La investigación destaca que “la inversión energética elevada que conlleva la construcción de chenques en altura sería un indicio de que esta práctica cumplía un rol social importante para los grupos que efectuaban el tratamiento”. No se trataba sólo de disponer un cuerpo; era un acto ceremonial donde la comunidad reafirmaba sus lazos y su respeto por quienes partían.

Tesoros milenarios
de piedra

El estudio también nos permite imaginar la vida de los seres humanos que habitaban la Patagonia durante el Holoceno tardío. No estaban aislados. En los entierros se hallaron piezas de obsidiana verde, un vidrio volcánico que sólo se encuentra en el seno Otway. Esto prueba que estos grupos terrestres mantenían intercambios con pueblos navegantes, presumiblemente, káwesqar o yagán, moviendo objetos preciosos a través de cientos de kilómetros.
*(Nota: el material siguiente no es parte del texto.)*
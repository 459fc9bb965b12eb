use crate::query::Query;

/// Work for the blocking worker threads.
pub(crate) enum BackgroundCommand {
    Run(Box<Query>),
    Shutdown,
}

/// Work for the foreground loop.
pub(crate) enum ForegroundCommand {
    /// A background run finished; the query is handed over for its foreground step.
    Complete(Box<Query>),
    Shutdown,
}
Además, en el Morro Chico, las excavaciones recientes de 2023 confirmaron que el ritual fue complejo: “en el lugar se llevó a cabo un tratamiento mortuorio de dos o más pasos, durante el cual se efectuó un evento de cremación a nivel superficial y se construyó un chenque”. El hallazgo de fragmentos de calcedonia termoalterada (piedras que cambiaron de color por el fuego) y pigmento ocre, refuerza la idea de una puesta en escena ceremonial vibrante y cargada de simbolismo.
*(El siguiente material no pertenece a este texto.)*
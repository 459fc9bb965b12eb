pub mod result_set;
pub mod row;

pub use result_set::{ColumnMetadata, QueryOutcome, QueryResult, ResultSet};
pub use row::CustomDbRow;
Finalmente, uno de los hallazgos más fascinantes es un colgante de lignito con grabados en zigzag, una pieza de joyería prehistórica que ha funcionado como un “reloj cultural” para los investigadores. Según el análisis, este motivo decorativo vincula el sitio con una fase arcaica del “arte quillanguero” -el arte de las capas de piel de guanaco- previa al siglo XVIII. No obstante, el misterio sobre su origen exacto continúa, ya que los autores señalan que la combinación de cremación y pigmento ocre podría ser un indicio de que el sitio es mucho más antiguo, situando estos ritos hace unos 3.000 o 4.000 años, y conectándolos con las tradiciones más remotas de los cazadores de la estepa.

Como se puede apreciar, esta investigación no sólo recupera datos técnicos; le devuelve la identidad a los protagonistas de la historia patagónica, recordándonos que, incluso cuando los restos físicos desaparecen, las huellas de su cultura y sus afectos siguen grabadas en las piedras de los morros.